Commercially, the dUTP reagent is available as a kit, standalone enzyme, and also as a master mix, which can be used based on the application. However, before purchasing such lab-grade reagents, it’s essential to ensure their quality by referring to the certificate of analysis, safety data sheet (SDS), and citations showing product use. 

Here are some features that the manufacturers should strictly emphasize about their reagent: 

  • Greater than 99% purity as determined by HPLC
  • Highly stable
  • Free of human and E. coli DNA
  • Free from DNA and PCR inhibitor

By using dUTP instead of or in conjunction with dTTP, the PCR product generated during the reaction becomes a suitable substrate for the enzyme Uracil DNA Glycosylase (UDGase). The enzyme enables researchers to completely eliminate the contamination of DNA from previous PCR reactions before proceeding with the current amplification.

dUTP Pyrophosphatases

During DNA replication, dUTP pyrophosphatase hydrolyzes dUTP to dUMP and pyrophosphate (PPi), which prevents the incorporation of uracil into DNA. The enzyme is essential for accurate DNA replication and repair mechanisms in normal organisms. 
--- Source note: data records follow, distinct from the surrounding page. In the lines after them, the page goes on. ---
//! Learning Rate - Main Entry Point

use clap::Parser;

use learning_rate::server::{run_server, ServerConfig};
use learning_rate::storage::{ObjectStorage, StorageConfig};

#[derive(Parser, Debug)]
#[command(name = "learning-rate", about = "Model training and persistence backend")]
struct Cli {
    /// Bind address; overrides API_HOST
    #[arg(long)]
    host: Option<String>,

    /// Bind port; overrides API_PORT
    #[arg(long)]
    port: Option<u16>,
}

#[tokio::main]
async fn main() -> anyhow::Result<()> {
    dotenvy::dotenv().ok();

    // Initialize logging
    tracing_subscriber::fmt()
        .with_env_filter(
            tracing_subscriber::EnvFilter::try_from_default_env()
                .unwrap_or_else(|_| "learning_rate=info,tower_http=info".into()),
        )
        .init();

    let cli = Cli::parse();

    let storage_config = StorageConfig::from_env()?;
    let storage = ObjectStorage::gcs(&storage_config)?;

    let mut config = ServerConfig::default();
    if let Some(host) = cli.host {
        config.host = host;
    }
    if let Some(port) = cli.port {
        config.port = port;
    }

    run_server(config, storage).await
}
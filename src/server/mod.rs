//! HTTP server: REST API for dataset storage, model training, persistence,
//! and inference.

mod api;
mod error;
mod handlers;
mod state;

pub use api::create_router;
pub use error::ApiError;
pub use state::AppState;

use std::net::SocketAddr;
use std::sync::Arc;
use tracing::info;

use crate::storage::ObjectStorage;

/// Server configuration
#[derive(Debug, Clone)]
pub struct ServerConfig {
    pub host: String,
    pub port: u16,
    pub max_upload_size: usize,
}

impl Default for ServerConfig {
    fn default() -> Self {
        Self {
            host: std::env::var("API_HOST").unwrap_or_else(|_| "0.0.0.0".to_string()),
            port: std::env::var("API_PORT")
                .ok()
                .and_then(|p| p.parse().ok())
                .unwrap_or(8080),
            max_upload_size: std::env::var("MAX_UPLOAD_SIZE")
                .ok()
                .and_then(|s| s.parse().ok())
                .unwrap_or(100 * 1024 * 1024), // 100MB
        }
    }
}

/// Start the server with the given configuration
pub async fn run_server(config: ServerConfig, storage: ObjectStorage) -> anyhow::Result<()> {
    let state = Arc::new(AppState::new(storage));
    let start_time = state.started_at;
    let app = create_router(state, &config);

    let addr: SocketAddr = format!("{}:{}", config.host, config.port).parse()?;
    info!(
        host = %config.host,
        port = config.port,
        max_upload_size_mb = config.max_upload_size / 1024 / 1024,
        started_at = %start_time.to_rfc3339(),
        "Model server starting"
    );

    let listener = tokio::net::TcpListener::bind(addr).await?;
    info!(address = %addr, pid = std::process::id(), "Server listening and ready to accept connections");

    // Graceful shutdown on ctrl+c
    let shutdown_signal = async move {
        tokio::signal::ctrl_c()
            .await
            .expect("Failed to install CTRL+C signal handler");
        let stop_time = chrono::Utc::now();
        let uptime = stop_time.signed_duration_since(start_time);
        info!(
            stopped_at = %stop_time.to_rfc3339(),
            uptime_secs = uptime.num_seconds(),
            "Shutdown signal received, stopping server gracefully"
        );
    };

    axum::serve(listener, app)
        .with_graceful_shutdown(shutdown_signal)
        .await?;

    info!("Server shut down cleanly");
    Ok(())
}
The reaction carried by dUTP Pyrophosphatases reduces dUTP levels in organisms and offers more dUMP for the biosynthesis of dTTP, which is required for normal DNA synthesis. The cellular dTTP:dUTP ratio must be high in order to prevent uracil incorporation into DNA, which results in DNA strand breaks and cell death.

What is dUTP Used For?

dUTP has a spectrum of applications in molecular biology lab workflows, which include:

  • Standard or hot-start PCR
  • Long-range and high-fidelity PCR
  • qPCR assay
  • cDNA synthesis and RT-PCR
  • Real-time PCR and RT-PCR with Taq DNA polymerase
  • Sequencing
  • DNA labeling
  • Nucleic Acid (DNA and RNA) Labeling & Oligo SynthesisPCR
  • Primer-directed enzymatic amplification of DNA with a thermostable DNA polymerase.
  • Primer extension.
  • Label secondary antibodies

It should be noted that dUTP cannot be used in PCR with proofreading enzymes standalone or enzyme mixes that include proofreading enzymes.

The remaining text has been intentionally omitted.